Diğer günlerden farksız bir gün değildi.

Aynı güneş, aynı hava, aynı dağlar, aynı güzergâh, aynı uğraş, uysal adımlarla geceye doğru akıyordu.

34 insan geceye akmayacaktı, yeni güne varmayacaktı. 34 insan bu olağan günde sonsuz bir karanlığa gömülecekti.

Hesapsız, kitapsız bir gidiş olacaktı!

34 insan, onlarca aile, binlerce yürek gündüzü olmayan bir geceye hapsolacaktı.

Hayalleri, hüzünleri, feryatları, yardım çığlıkları o sonsuz gecenin içinde kaybolup gidecekti.

Sefalet onları kendine kurban seçmişti. Yine de şikayet etmiyorlardı. Tevekkül ile hayata sarılıyorlardı.

Çetin kış koşullarında evlerinin çok uzağında, ağır ağır ilerliyorlardı.
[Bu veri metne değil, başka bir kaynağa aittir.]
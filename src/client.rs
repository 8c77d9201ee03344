//! HTTP client for publishing to and subscribing from ntfy topics.
//!
//! This module provides the [`NtfyClient`] struct which handles all HTTP
//! communication with an ntfy server:
//!
//! - `POST {topic}` publishes a plain or encrypted message
//! - `GET {topic}/trigger` publishes through a GET request
//! - `GET {topic}/json` opens a newline-delimited JSON stream
//! - `GET {topic}/json?poll=1` returns cached messages and closes
//!
//! Requests are sent once. A non-2xx status becomes [`Error::Status`] and
//! is never retried here.

use std::fmt;
use std::io::{BufRead, BufReader, Lines, Read};
use std::time::Duration;

use reqwest::blocking::{Client, RequestBuilder, Response};

use crate::config::Config;
use crate::constants;
use crate::error::{Error, Result};
use crate::jwe::EnvelopeBuilder;
use crate::kdf;
use crate::message::{
    Message, PublishOptions, SubscribeOptions, ENCRYPTION_HEADER, ENCRYPTION_JWE,
};
use crate::topic::{endpoint, expand_topic_url, short_topic_url};

/// Credentials sent with every request.
#[derive(Clone, PartialEq, Eq)]
pub enum Auth {
    /// `Authorization: Bearer <token>`.
    Bearer(String),
    /// `Authorization: Basic ...`.
    Basic {
        /// User name.
        user: String,
        /// Password; `None` sends an empty one.
        password: Option<String>,
    },
}

impl Auth {
    /// Parses `username[:password]`. Only the first `:` separates.
    pub fn from_user_spec(spec: &str) -> Self {
        match spec.split_once(':') {
            Some((user, password)) => Self::Basic {
                user: user.to_string(),
                password: Some(password.to_string()),
            },
            None => Self::Basic {
                user: spec.to_string(),
                password: None,
            },
        }
    }
}

impl fmt::Debug for Auth {
    fn fmt(&self, f: &mut fmt::Formatter<'_>) -> fmt::Result {
        match self {
            Self::Bearer(_) => f.write_str("Bearer(<redacted>)"),
            Self::Basic { user, .. } => write!(f, "Basic({}, <redacted>)", user),
        }
    }
}

/// Client for one ntfy server (plus any full topic URLs it is handed).
pub struct NtfyClient {
    client: Client,
    stream_client: Client,
    default_host: String,
    auth: Option<Auth>,
    envelopes: EnvelopeBuilder,
}

impl fmt::Debug for NtfyClient {
    fn fmt(&self, f: &mut fmt::Formatter<'_>) -> fmt::Result {
        f.debug_struct("NtfyClient")
            .field("default_host", &self.default_host)
            .field("auth", &self.auth)
            .finish_non_exhaustive()
    }
}

impl NtfyClient {
    /// Creates a client that expands bare topic names against `default_host`.
    ///
    /// # Errors
    ///
    /// Returns an error if the HTTP client cannot be created.
    pub fn new(default_host: impl Into<String>) -> Result<Self> {
        Self::with_timeout(default_host, constants::HTTP_REQUEST_TIMEOUT)
    }

    /// Like [`new`](Self::new) with a custom timeout for publish and poll.
    pub fn with_timeout(default_host: impl Into<String>, timeout: Duration) -> Result<Self> {
        let client = Client::builder()
            .timeout(timeout)
            .connect_timeout(constants::CONNECT_TIMEOUT)
            .build()?;

        // No overall deadline: the subscription body never ends on its own.
        let stream_client = Client::builder()
            .timeout(None::<Duration>)
            .connect_timeout(constants::CONNECT_TIMEOUT)
            .build()?;

        Ok(Self {
            client,
            stream_client,
            default_host: default_host.into(),
            auth: None,
            envelopes: EnvelopeBuilder::new(),
        })
    }

    /// Creates a client from loaded configuration.
    ///
    /// A configured user wins over a token.
    pub fn from_config(config: &Config) -> Result<Self> {
        let client = Self::with_timeout(config.default_host.clone(), config.request_timeout())?;
        let client = client.with_token(config.token.clone());
        Ok(match config.user.as_deref().filter(|u| !u.is_empty()) {
            Some(spec) => client.with_auth(Some(Auth::from_user_spec(spec))),
            None => client,
        })
    }

    /// Sends `Authorization: Bearer <token>` on every request.
    pub fn with_token(self, token: Option<String>) -> Self {
        self.with_auth(token.filter(|t| !t.is_empty()).map(Auth::Bearer))
    }

    /// Sends `auth` on every request, replacing earlier credentials.
    pub fn with_auth(mut self, auth: Option<Auth>) -> Self {
        self.auth = auth;
        self
    }

    /// Host used for bare topic names.
    pub fn default_host(&self) -> &str {
        &self.default_host
    }

    /// Full URL for `topic`.
    pub fn topic_url(&self, topic: &str) -> String {
        expand_topic_url(topic, &self.default_host)
    }

    /// Publishes `body` as a plain-text message.
    ///
    /// # Errors
    ///
    /// Returns an error if the request fails, the server rejects it, or the
    /// reply is not a message.
    pub fn publish(
        &self,
        topic: &str,
        body: impl Into<String>,
        options: &PublishOptions,
    ) -> Result<Message> {
        let topic_url = self.topic_url(topic);
        log::debug!("{} Publishing message", short_topic_url(&topic_url));

        let request = self.client.post(&topic_url).body(body.into());
        self.send_publish(request, options)
    }

    /// Encrypts `plaintext` for `topic` and publishes the envelope.
    ///
    /// The key is derived from `password` and the *expanded* topic URL, so a
    /// subscriber has to use the same URL spelling to decrypt.
    ///
    /// # Errors
    ///
    /// Returns an error if derivation or encryption fails, or for any
    /// transport error [`publish`](Self::publish) returns.
    pub fn publish_encrypted(
        &self,
        topic: &str,
        plaintext: &str,
        password: &[u8],
        options: &PublishOptions,
    ) -> Result<Message> {
        let topic_url = self.topic_url(topic);
        let key = kdf::derive_key(password, &topic_url)?;
        let envelope = self.envelopes.build(plaintext, key.as_ref())?;

        log::debug!(
            "{} Publishing encrypted message ({} bytes plaintext)",
            short_topic_url(&topic_url),
            plaintext.len()
        );

        let request = self
            .client
            .post(&topic_url)
            .header(ENCRYPTION_HEADER, ENCRYPTION_JWE)
            .body(envelope);
        self.send_publish(request, options)
    }

    /// Publishes `body` through `GET {topic}/trigger`.
    ///
    /// # Errors
    ///
    /// Returns an error if the request fails or the server rejects it.
    pub fn trigger(
        &self,
        topic: &str,
        body: impl Into<String>,
        options: &PublishOptions,
    ) -> Result<()> {
        let topic_url = self.topic_url(topic);
        log::debug!("{} Triggering message", short_topic_url(&topic_url));

        let request = self
            .client
            .get(endpoint(&topic_url, "trigger"))
            .body(body.into());
        let request = self.authorize(apply_options(request, options));
        check_status(request.send()?)?;
        Ok(())
    }

    /// Opens a live subscription to `topic`.
    ///
    /// The returned [`Subscription`] blocks between arrivals and never ends
    /// on its own while the server keeps the connection open. Reconnecting
    /// means calling `subscribe` again.
    ///
    /// # Errors
    ///
    /// Returns an error if the request fails or the server rejects it.
    pub fn subscribe(&self, topic: &str) -> Result<Subscription> {
        self.subscribe_with(topic, &SubscribeOptions::default())
    }

    /// [`subscribe`](Self::subscribe) with `since`/`scheduled` filters.
    pub fn subscribe_with(&self, topic: &str, options: &SubscribeOptions) -> Result<Subscription> {
        let topic_url = self.topic_url(topic);
        let stream_url = endpoint(&topic_url, "json");
        log::debug!("{} Listening to {}", short_topic_url(&topic_url), stream_url);

        let request = self
            .stream_client
            .get(&stream_url)
            .query(&options.query());
        let request = self.authorize(request);
        let response = check_status(request.send()?)?;

        Ok(Subscription::new(topic_url, response))
    }

    /// Fetches the cached messages of `topic` without staying subscribed.
    ///
    /// Only `message` events are returned.
    ///
    /// # Errors
    ///
    /// Returns an error if the request fails, the server rejects it, or a
    /// line is not a message.
    pub fn poll(&self, topic: &str) -> Result<Vec<Message>> {
        self.poll_with(topic, &SubscribeOptions::default())
    }

    /// [`poll`](Self::poll) with `since`/`scheduled` filters.
    pub fn poll_with(&self, topic: &str, options: &SubscribeOptions) -> Result<Vec<Message>> {
        let topic_url = self.topic_url(topic);
        log::debug!("{} Polling from topic", short_topic_url(&topic_url));

        let request = self
            .client
            .get(endpoint(&topic_url, "json"))
            .query(&[("poll", "1")])
            .query(&options.query());
        let response = check_status(self.authorize(request).send()?)?;

        let mut messages = Vec::new();
        for message in Subscription::new(topic_url, response) {
            let message = message?;
            if message.is_message() {
                messages.push(message);
            }
        }
        Ok(messages)
    }

    fn send_publish(&self, request: RequestBuilder, options: &PublishOptions) -> Result<Message> {
        let request = self.authorize(apply_options(request, options));
        let response = check_status(request.send()?)?;
        let body = response.text()?;
        Ok(serde_json::from_str(body.trim())?)
    }

    fn authorize(&self, request: RequestBuilder) -> RequestBuilder {
        match &self.auth {
            Some(Auth::Bearer(token)) => request.bearer_auth(token),
            Some(Auth::Basic { user, password }) => request.basic_auth(user, password.as_ref()),
            None => request,
        }
    }
}

fn apply_options(mut request: RequestBuilder, options: &PublishOptions) -> RequestBuilder {
    for (name, value) in options.headers() {
        request = request.header(name, value);
    }
    request
}

/// Passes successful responses through, turns the rest into [`Error::Status`].
fn check_status(response: Response) -> Result<Response> {
    let status = response.status();
    if status.is_success() {
        return Ok(response);
    }

    let mut body = String::new();
    // Best effort; the status alone is still worth reporting.
    if let Err(e) = response
        .take(constants::MAX_ERROR_BODY_BYTES as u64)
        .read_to_string(&mut body)
    {
        log::debug!("Could not read {} error body: {}", status, e);
    }

    Err(Error::Status {
        status: status.as_u16(),
        body: body.trim().to_string(),
    })
}

/// Live stream of events from one topic.
///
/// Iterating yields one [`Message`] per non-empty line, including `open`
/// and `keepalive` events. Use [`Message::is_message`] to keep only
/// notifications.
pub struct Subscription {
    topic_url: String,
    lines: Lines<BufReader<Box<dyn Read + Send>>>,
}

impl fmt::Debug for Subscription {
    fn fmt(&self, f: &mut fmt::Formatter<'_>) -> fmt::Result {
        f.debug_struct("Subscription")
            .field("topic_url", &self.topic_url)
            .finish_non_exhaustive()
    }
}

impl Subscription {
    fn new(topic_url: String, response: Response) -> Self {
        Self::from_reader(topic_url, response)
    }

    /// Subscription over any newline-delimited JSON source.
    pub fn from_reader(topic_url: impl Into<String>, reader: impl Read + Send + 'static) -> Self {
        let reader: Box<dyn Read + Send> = Box::new(reader);
        Self {
            topic_url: topic_url.into(),
            lines: BufReader::new(reader).lines(),
        }
    }

    /// Topic URL this subscription listens on.
    pub fn topic_url(&self) -> &str {
        &self.topic_url
    }

    /// Next non-empty line, unparsed. `None` when the server closed the stream.
    pub fn next_raw(&mut self) -> Option<Result<String>> {
        loop {
            match self.lines.next()? {
                Ok(line) if line.trim().is_empty() => continue,
                Ok(line) => {
                    log::trace!("{} Line received: {}", short_topic_url(&self.topic_url), line);
                    return Some(Ok(line));
                }
                Err(e) => return Some(Err(Error::Io(e))),
            }
        }
    }
}

impl Iterator for Subscription {
    type Item = Result<Message>;

    fn next(&mut self) -> Option<Self::Item> {
        let line = match self.next_raw()? {
            Ok(line) => line,
            Err(e) => return Some(Err(e)),
        };
        Some(serde_json::from_str(&line).map_err(Error::from))
    }
}
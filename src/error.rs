//! Error types for key derivation, envelope construction and transport.
//!
//! The crypto errors are fatal for the message at hand. Nothing in this
//! crate retries; a caller that retries a publish must build a fresh
//! envelope (and therefore draw a fresh nonce) for every attempt.

use thiserror::Error;

/// Key derivation failed.
#[derive(Debug, Error)]
pub enum DerivationError {
    /// The PBKDF2 pseudo-random function rejected the password as a key.
    #[error("Key derivation failed: {0}")]
    Prf(String),
}

/// Failure to produce the random nonce for one envelope.
#[derive(Debug, Error)]
#[error("Nonce source failed: {0}")]
pub struct NonceError(pub String);

/// Envelope construction failed. No partial envelope is ever returned.
#[derive(Debug, Error)]
pub enum EncryptionError {
    /// Key is not the length the content encryption requires.
    #[error("Invalid key length: expected {expected}, got {actual}")]
    InvalidKeyLength {
        /// Required key length in bytes.
        expected: usize,
        /// Length of the key that was supplied.
        actual: usize,
    },

    /// The nonce source reported an error.
    #[error(transparent)]
    NonceUnavailable(#[from] NonceError),

    /// The nonce source produced fewer bytes than the cipher needs.
    #[error("Short nonce: expected {expected} random bytes, got {actual}")]
    ShortNonce {
        /// Required nonce length in bytes.
        expected: usize,
        /// Bytes the source actually filled.
        actual: usize,
    },

    /// The AEAD cipher refused to encrypt.
    #[error("Encryption failed: {0}")]
    Cipher(String),
}

/// Errors surfaced by [`crate::client::NtfyClient`].
#[derive(Debug, Error)]
pub enum Error {
    /// Deriving the topic key failed.
    #[error(transparent)]
    Derivation(#[from] DerivationError),

    /// Building the encrypted envelope failed.
    #[error(transparent)]
    Encryption(#[from] EncryptionError),

    /// Request could not be sent or the response could not be read.
    #[error("HTTP request failed: {0}")]
    Http(#[from] reqwest::Error),

    /// Server answered with a non-success status.
    #[error("Server returned {status}: {body}")]
    Status {
        /// HTTP status code.
        status: u16,
        /// Response body, trimmed.
        body: String,
    },

    /// Server reply or stream line was not valid message JSON.
    #[error("Invalid message JSON: {0}")]
    Json(#[from] serde_json::Error),

    /// Reading the subscription stream failed.
    #[error("Stream read failed: {0}")]
    Io(#[from] std::io::Error),
}

/// Result type for client operations.
pub type Result<T> = std::result::Result<T, Error>;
Hava soğuk, yükleri çoktu. Güçleri tükeniyordu ama umutları diriydi.

Yüreklerinin sıcağında usulca çarpıyordu umut.

Küçükken el salladıkları uçakların bir gün gelip üzerlerine bomba yağdıracaklarını nerden bileceklerdi. Böyle bir vahşeti kim bilebilir!

Kimi evin tek çocuğu, kimi kardeşlerin büyüğü, kimi yetim büyümüş bir bahtsızdı.

Kimi annesinden habersiz "kaçağa" gitmişti. Kimi babasını yalnız göndermemek için... Kimi o gece "hangi yaraya elini koyacağını bilememenin hüznüyle" buz kesecekti.

Kimi anne diyerek feryat edecek, kimi anne diyemeden paramparça olacaktı.

Omuzlarında geçim sıkıntısı, önlerinde kar parıltısı uzayıp gidiyordu.

Gecenin kanatlarına sığınmışlardı lakin hayatları kararıp geceye dönecekti.

Korku onlar için ölüme bir adım yakın olmaktı. Bunun içindir ki ilk deneyimleri korkuyu yenmek üzerinedir.

Biraz sonra ne olup bittiğini anlamadan korkunç bir gürültünün içinde kaybolacaklar. Biraz sonra son kez nefes alıp verecekler, son kez yıldızlara bakacak, son kez sevdiklerini düşünecekler.

Biraz sonra sorgusuz ve yargısız vurulacaklar. Son günü geride bırakıp sonsuz karanlığa yürüyecekler.

Biraz sonra kesif bir koku yayılacak. Yanık et kokusu gecenin serinliğine karışacak. Bir kaç takatsiz çığlık kalacak geriye.

28'i aynı aileden, 19'u çocuk, toplam 34 kişi alev topunun içinde parçalanıp kül olacak.

Her gecenin bir sabahı vardır lakin o gece bitmek bilmedi. Bir kabus gibi üzerlerine çökmüş, kalkmak bilmiyordu.

Sağ kurtulanlar sabaha kadar binlerce kez ölmüştü. Gün aydınlanınca kiminin bedeni, çoğunun ruhu ölmüştü.

Ölüm buz kesmiş, dağ taş ölmüştü. Hava ölüm gibi ağırdı. Feryatlar arşı yırtıyordu.

Kiminin evladı, kiminin kardeşi, kiminin eşi battaniyelerin arasında yerde yatıyordu.

"El ayak buz kesmiş, yürek cehennem."

Bir metre seksen santim boyundaki adamdan geriye bir avuç kül kalmıştı!

Bir baba çocuğunun ayakkabılarını öpüp okşuyordu, yüzü yoktu çünkü başı kopmuştu.

Bir anne evladının elbise parçalarını avucunda toplamış, külleriyle birlikte yüzüne sürüyordu.

Bir diğeri kardeşine ağıt yakıyordu. Tanınmaz haldeki parçalanmış vücuduna bakıp dizlerini dövüyor, saçlarını koparıyordu.

"Vurulmuşum, düşüm gecelerden kara.
Bir hayra yoranım çıkmaz.
Canım alırlar ecelsiz.
Sığdıramam kitaplara.
Şifre buyurmuş bir paşa, Vurulmuşum hiç sorgusuz, yargısız."


Ya Ahmed Arif'in bu dizeleri... Nedir bu benzerlik, Kürd'ün kaderi hep ölümlerle mi kendini tekrarlayacak?

Paşalar hep şifre buyuracak, Kürtler hep ölüme mi yatacak?

Kürtler ağıt yakarken, ülkenin batısı ölüme alkış tutarak havai fişeklerle kutlama yapmaktaydı.

Acı büyüktü ama vicdan yoktu! Vicdan ve haysiyet o gün bu gündür ortalıkta görünmüyor. Göçüp gitti bu topraklardan.